La revisión normativa impulsada desde la administración regional se enmarca en un debate más amplio sobre el modelo de turismo que se quiere para Cantabria. La expansión de las viviendas turísticas plantea retos en términos de acceso a la vivienda, transformación de los barrios, presión sobre infraestructuras locales y alteración del tejido social.

Si bien constituyen una fuente de ingresos y empleo en determinados sectores, también generan tensiones allí donde su concentración es elevada o donde sustituyen progresivamente al parque de vivienda habitual.

En este contexto, el Gobierno autonómico ha expresado su voluntad de encontrar un equilibrio normativo que permita compatibilizar el desarrollo del turismo con el respeto al derecho a la vivienda, la protección del entorno urbano y la sostenibilidad del modelo regional.

La colaboración con los ayuntamientos, la coordinación institucional y el desarrollo de herramientas tecnológicas para el seguimiento y control serán claves para afrontar este fenómeno en los próximos años.

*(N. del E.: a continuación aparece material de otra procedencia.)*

//! Exolix exchange (v2 API).
//!
//! Authenticates with the raw API key in the `Authorization` header. The currency list is paged and
//! large, so it is cached per adapter instance.

use std::time::{Duration, Instant};

use async_trait::async_trait;
use serde::{Deserialize, Serialize};
use tokio::sync::RwLock;
use tracing::{debug, info, instrument, warn};

use crate::domain::{
    AppError, CreateOrder, CreateResultInfo, Currency, Exchange, ExchangeConfig, ExchangeRateInfo,
    ExchangeRateRequest, OrderInfoResult, status,
};
use crate::infra::http::HttpTransport;
use crate::infra::http::de::{null_as_empty, null_as_empty_string, number_from_any};

use super::{exchange_transport, require_api_key};

pub const EXOLIX_API_BASE: &str = "https://exolix.com/api/v2/";

/// How long a fetched currency list stays valid (30 days)
pub const CURRENCY_CACHE_TTL: Duration = Duration::from_secs(720 * 60 * 60);

/// Largest page the currencies endpoint accepts
const PAGE_SIZE: usize = 100;

/// Stop paging after this many pages even if the vendor keeps returning data
const MAX_PAGES: usize = 50;

const VENDOR: &str = "exolix";

struct CachedCurrencies {
    currencies: Vec<Currency>,
    fetched_at: Instant,
}

pub struct ExolixExchange {
    transport: HttpTransport,
    cache: RwLock<Option<CachedCurrencies>>,
    cache_ttl: Duration,
}

impl ExolixExchange {
    pub fn new(config: &ExchangeConfig) -> Result<Self, AppError> {
        let api_key = require_api_key(VENDOR, config)?;
        Ok(Self {
            transport: exchange_transport(VENDOR, EXOLIX_API_BASE, config)?
                .with_auth_header("Authorization", api_key)?,
            cache: RwLock::new(None),
            cache_ttl: CURRENCY_CACHE_TTL,
        })
    }

    #[must_use]
    pub fn with_cache_ttl(mut self, ttl: Duration) -> Self {
        self.cache_ttl = ttl;
        self
    }

    /// Walks every currencies page until the vendor returns an empty one.
    async fn fetch_currencies(&self) -> Result<Vec<Currency>, AppError> {
        let mut raw = Vec::new();
        for page in 1..=MAX_PAGES {
            let query = [
                ("page", page.to_string()),
                ("size", PAGE_SIZE.to_string()),
                ("withNetworks", "true".to_string()),
            ];
            let response: RawCurrencyPage = self.transport.get_json("currencies", &query, true).await?;
            if response.data.is_empty() {
                debug!(pages = page - 1, count = raw.len(), "Exolix currency list complete");
                return Ok(expand_networks(raw));
            }
            raw.extend(response.data);
        }
        warn!(max_pages = MAX_PAGES, count = raw.len(), "Exolix currency paging truncated");
        Ok(expand_networks(raw))
    }
}

/// One [`Currency`] per network; currencies without networks yield a single entry.
fn expand_networks(raw: Vec<RawCurrency>) -> Vec<Currency> {
    let mut currencies = Vec::with_capacity(raw.len());
    for currency in raw {
        let symbol = currency.code.to_lowercase();
        if currency.networks.is_empty() {
            currencies.push(Currency {
                name: currency.name,
                symbol,
                ..Default::default()
            });
            continue;
        }
        for network in currency.networks {
            currencies.push(Currency {
                name: currency.name.clone(),
                symbol: symbol.clone(),
                network: Some(network.network),
                ..Default::default()
            });
        }
    }
    currencies
}

#[async_trait]
impl Exchange for ExolixExchange {
    fn name(&self) -> &'static str {
        VENDOR
    }

    #[instrument(skip(self))]
    async fn get_currencies(&self) -> Result<Vec<Currency>, AppError> {
        {
            let cache = self.cache.read().await;
            if let Some(cached) = cache.as_ref() {
                if cached.fetched_at.elapsed() < self.cache_ttl && !cached.currencies.is_empty() {
                    return Ok(cached.currencies.clone());
                }
            }
        }

        let currencies = self.fetch_currencies().await?;
        info!(count = currencies.len(), "Refreshed Exolix currency cache");
        *self.cache.write().await = Some(CachedCurrencies {
            currencies: currencies.clone(),
            fetched_at: Instant::now(),
        });
        Ok(currencies)
    }

    async fn get_currencies_to_pair(&self, from: &str) -> Result<Vec<Currency>, AppError> {
        Ok(self
            .get_currencies()
            .await?
            .into_iter()
            .filter(|currency| !currency.symbol.eq_ignore_ascii_case(from))
            .collect())
    }

    #[instrument(skip(self, request), fields(from = %request.from, to = %request.to))]
    async fn get_exchange_rate_info(
        &self,
        request: &ExchangeRateRequest,
    ) -> Result<ExchangeRateInfo, AppError> {
        let mut query = vec![
            ("coinFrom", request.from.clone()),
            ("coinTo", request.to.clone()),
            ("amount", format!("{:.6}", request.amount)),
            ("rateType", "fixed".to_string()),
        ];
        if let Some(network) = request.from_network.as_ref().filter(|n| !n.is_empty()) {
            query.push(("networkFrom", network.clone()));
        }
        if let Some(network) = request.to_network.as_ref().filter(|n| !n.is_empty()) {
            query.push(("networkTo", network.clone()));
        }
        let rate: RawRate = self.transport.get_json("rate", &query, true).await?;
        Ok(ExchangeRateInfo {
            min: rate.min_amount,
            max: rate.max_amount,
            exchange_rate: rate.rate,
            receive_amount: rate.to_amount,
            network_fee: None,
        })
    }

    #[instrument(skip(self, order), fields(from = %order.from_currency, to = %order.to_currency))]
    async fn create_order(&self, order: &CreateOrder) -> Result<CreateResultInfo, AppError> {
        let payload = RawOrderRequest {
            coin_from: &order.from_currency,
            coin_to: &order.to_currency,
            network_from: order.from_network.as_deref().unwrap_or_default(),
            network_to: order.to_network.as_deref().unwrap_or_default(),
            amount: order.invoiced_amount,
            withdrawal_amount: Some(order.ordered_amount).filter(|a| *a > 0.0),
            withdrawal_address: &order.destination,
            withdrawal_extra_id: non_blank(&order.extra_id),
            refund_address: non_blank(&order.refund_address),
            refund_extra_id: non_blank(&order.refund_extra_id),
        };
        let created: RawOrder = self.transport.post_json("transactions", &payload, true).await?;
        Ok(CreateResultInfo {
            uuid: created.id,
            deposit_address: created.deposit_address,
            deposit_extra_id: Some(created.deposit_extra_id).filter(|id| !id.is_empty()),
            destination: created.withdrawal_address,
            from_currency: created.coin_from.coin_code,
            to_currency: created.coin_to.coin_code,
            invoiced_amount: created.amount,
            ordered_amount: created.amount_to,
            exchange_rate: created.rate,
        })
    }

    #[instrument(skip(self, _extra_ids))]
    async fn order_info(
        &self,
        order_id: &str,
        _extra_ids: &[String],
    ) -> Result<OrderInfoResult, AppError> {
        let order: RawOrder = self
            .transport
            .get_json(&format!("transactions/{}", order_id), &[], true)
            .await?;
        Ok(OrderInfoResult {
            internal_status: status::EXOLIX.map_status(&order.status),
            status: order.status,
            receive_amount: order.amount_to,
            tx_id: order.hash_out.hash.filter(|h| !h.is_empty()),
            deposit_address: Some(order.deposit_address).filter(|a| !a.is_empty()),
            last_update: None,
            confirmations: None,
        })
    }
}

fn non_blank(value: &Option<String>) -> Option<&str> {
    value.as_deref().filter(|v| !v.is_empty())
}

// ============================================================================
// WIRE FORMAT
// ============================================================================

#[derive(Debug, Deserialize)]
struct RawCurrencyPage {
    #[serde(default, deserialize_with = "null_as_empty")]
    data: Vec<RawCurrency>,
}

#[derive(Debug, Deserialize)]
struct RawCurrency {
    code: String,
    #[serde(default)]
    name: String,
    #[serde(default, deserialize_with = "null_as_empty")]
    networks: Vec<RawNetwork>,
}

#[derive(Debug, Deserialize)]
struct RawNetwork {
    network: String,
}

#[derive(Debug, Deserialize)]
#[serde(rename_all = "camelCase")]
struct RawRate {
    #[serde(default, deserialize_with = "number_from_any")]
    to_amount: f64,
    #[serde(default, deserialize_with = "number_from_any")]
    rate: f64,
    #[serde(default, deserialize_with = "number_from_any")]
    min_amount: f64,
    #[serde(default, deserialize_with = "number_from_any")]
    max_amount: f64,
}

#[derive(Debug, Serialize)]
#[serde(rename_all = "camelCase")]
struct RawOrderRequest<'a> {
    coin_from: &'a str,
    coin_to: &'a str,
    network_from: &'a str,
    network_to: &'a str,
    amount: f64,
    #[serde(skip_serializing_if = "Option::is_none")]
    withdrawal_amount: Option<f64>,
    withdrawal_address: &'a str,
    #[serde(skip_serializing_if = "Option::is_none")]
    withdrawal_extra_id: Option<&'a str>,
    #[serde(skip_serializing_if = "Option::is_none")]
    refund_address: Option<&'a str>,
    #[serde(skip_serializing_if = "Option::is_none")]
    refund_extra_id: Option<&'a str>,
}

#[derive(Debug, Deserialize)]
#[serde(rename_all = "camelCase")]
struct RawOrder {
    id: String,
    #[serde(default, deserialize_with = "number_from_any")]
    amount: f64,
    #[serde(default, deserialize_with = "number_from_any")]
    amount_to: f64,
    #[serde(default)]
    coin_from: RawCoin,
    #[serde(default)]
    coin_to: RawCoin,
    #[serde(default)]
    deposit_address: String,
    #[serde(default, deserialize_with = "null_as_empty_string")]
    deposit_extra_id: String,
    #[serde(default)]
    withdrawal_address: String,
    #[serde(default)]
    hash_out: RawHashLink,
    #[serde(default, deserialize_with = "number_from_any")]
    rate: f64,
    #[serde(default)]
    status: String,
}

#[derive(Debug, Default, Deserialize)]
#[serde(rename_all = "camelCase")]
struct RawCoin {
    #[serde(default)]
    coin_code: String,
}

#[derive(Debug, Default, Deserialize)]
struct RawHashLink {
    hash: Option<String>,
}

#[cfg(test)]
mod tests {
    use super::*;
    use crate::domain::OrderStatus;
    use serde_json::json;

    #[test]
    fn test_requires_api_key() {
        assert!(ExolixExchange::new(&ExchangeConfig::default()).is_err());
        assert!(ExolixExchange::new(&ExchangeConfig::new("key")).is_ok());
    }

    #[test]
    fn test_expand_networks() {
        let page: RawCurrencyPage = serde_json::from_value(json!({
            "data": [
                {"code": "USDT", "name": "TetherUS", "networks": [
                    {"network": "ETH"}, {"network": "TRX"}
                ]},
                {"code": "XMR", "name": "Monero", "networks": null}
            ],
            "count": 2
        }))
        .unwrap();

        let currencies = expand_networks(page.data);
        assert_eq!(currencies.len(), 3);
        assert_eq!(currencies[0].symbol, "usdt");
        assert_eq!(currencies[0].network.as_deref(), Some("ETH"));
        assert_eq!(currencies[1].network.as_deref(), Some("TRX"));
        assert_eq!(currencies[2].symbol, "xmr");
        assert!(currencies[2].network.is_none());
    }

    #[test]
    fn test_order_with_null_hash_out() {
        let order: RawOrder = serde_json::from_value(json!({
            "id": "ex-1",
            "amount": 1,
            "amountTo": "0.5",
            "coinFrom": {"coinCode": "BTC"},
            "coinTo": {"coinCode": "ETH"},
            "depositAddress": "bc1q",
            "depositExtraId": null,
            "withdrawalAddress": "0xabc",
            "hashOut": {"hash": null, "link": null},
            "rate": 0.5,
            "status": "wait"
        }))
        .unwrap();
        assert!(order.hash_out.hash.is_none());
        assert_eq!(order.amount_to, 0.5);
        assert_eq!(status::EXOLIX.map_status(&order.status), OrderStatus::WaitingForDeposit);
    }

    #[test]
    fn test_order_payload_skips_blank_optionals() {
        let order = CreateOrder {
            from_currency: "btc".to_string(),
            to_currency: "eth".to_string(),
            invoiced_amount: 0.1,
            destination: "0xabc".to_string(),
            extra_id: Some(String::new()),
            ..Default::default()
        };
        let payload = RawOrderRequest {
            coin_from: &order.from_currency,
            coin_to: &order.to_currency,
            network_from: "",
            network_to: "",
            amount: order.invoiced_amount,
            withdrawal_amount: None,
            withdrawal_address: &order.destination,
            withdrawal_extra_id: non_blank(&order.extra_id),
            refund_address: non_blank(&order.refund_address),
            refund_extra_id: non_blank(&order.refund_extra_id),
        };
        assert_eq!(
            serde_json::to_value(&payload).unwrap(),
            json!({
                "coinFrom": "btc",
                "coinTo": "eth",
                "networkFrom": "",
                "networkTo": "",
                "amount": 0.1,
                "withdrawalAddress": "0xabc"
            })
        );
    }
}
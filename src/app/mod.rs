//! Application layer: adapter registries and the verification engine.

pub mod registry;
pub mod verification;

pub use registry::{ExchangeConstructor, ExchangeRegistry, ExplorerConstructor, ExplorerRegistry};
pub use verification::{
    AmountMatch, DEFAULT_HISTORY_LIMIT, DEFAULT_TOLERANCE, Discrepancy, verify_by_address,
    verify_by_address_history, verify_by_tx_id, verify_transaction,
};
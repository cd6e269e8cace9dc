use criterion::{Criterion, criterion_group, criterion_main};
use instantswap::app::{DEFAULT_HISTORY_LIMIT, verify_by_address_history};
use instantswap::domain::{Amount, Transaction, TxOutput, TxVerifyRequest, status};
use instantswap::test_utils::MockExplorer;
use std::hint::black_box;

fn bench_status_mapping(c: &mut Criterion) {
    let inputs = ["finished", "WAITING", " confirming ", "verifying"];

    c.bench_function("map_status_changenow", |b| {
        b.iter(|| {
            for input in inputs {
                black_box(status::CHANGENOW.map_status(black_box(input)));
            }
        })
    });
}

fn bench_history_scan(c: &mut Criterion) {
    // Matching payment sits at the end of a full page
    let mut history: Vec<Transaction> = (0..DEFAULT_HISTORY_LIMIT - 1)
        .map(|i| Transaction {
            hash: format!("other-{}", i),
            confirmations: 6,
            outputs: vec![TxOutput {
                addresses: vec![format!("addr-{}", i)],
                value: Amount::from_atoms(1_000_000),
                ..Default::default()
            }],
            ..Default::default()
        })
        .collect();
    history.push(Transaction {
        hash: "target".to_string(),
        confirmations: 6,
        outputs: vec![TxOutput {
            addresses: vec!["deposit".to_string()],
            value: Amount::from_atoms(50_000_000),
            ..Default::default()
        }],
        ..Default::default()
    });

    let explorer = MockExplorer::new().with_history(history);
    let request = TxVerifyRequest::new("deposit", 0.5, 1);
    let runtime = tokio::runtime::Runtime::new().unwrap();

    c.bench_function("verify_by_address_history", |b| {
        b.to_async(&runtime).iter(|| async {
            let _ = black_box(
                verify_by_address_history(&explorer, black_box(&request), DEFAULT_HISTORY_LIMIT)
                    .await,
            );
        })
    });
}

criterion_group!(benches, bench_status_mapping, bench_history_scan);
criterion_main!(benches);
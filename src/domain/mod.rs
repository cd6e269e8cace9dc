//! Domain layer containing canonical types, traits, and error definitions.

pub mod amount;
pub mod error;
pub mod status;
pub mod traits;
pub mod transaction;
pub mod types;

pub use amount::{ATOMS_PER_COIN, Amount};
pub use error::{AppError, ConfigError, RegistryKind, TransportError, ValidationError};
pub use status::{StatusTable, status_table};
pub use traits::{Exchange, Explorer};
pub use transaction::{
    AddressHistory, AddressVerifyRequest, Transaction, TxInput, TxOutput, TxVerifyRequest,
    Verification, VerifyResult, addresses_match,
};
pub use types::{
    CreateOrder, CreateResultInfo, Currency, DEFAULT_TIMEOUT, ExchangeConfig, ExchangeRateInfo,
    ExchangeRateRequest, ExplorerConfig, NetworkType, OrderInfoResult, OrderStatus, QueryLimits,
    TX_HASH_INTERNAL_TRANSFER, UpdateOrder, UpdateOrderResult,
};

El crecimiento registrado en el primer semestre de 2025 confirma que las viviendas turísticas seguirán siendo un factor determinante en la evolución del sector turístico y en la configuración del espacio residencial en Cantabria. La capacidad de las administraciones para regular esta tendencia, adaptando sus instrumentos normativos y de gestión, condicionará en buena medida el impacto final que este fenómeno tendrá sobre el territorio, la economía y la sociedad regional.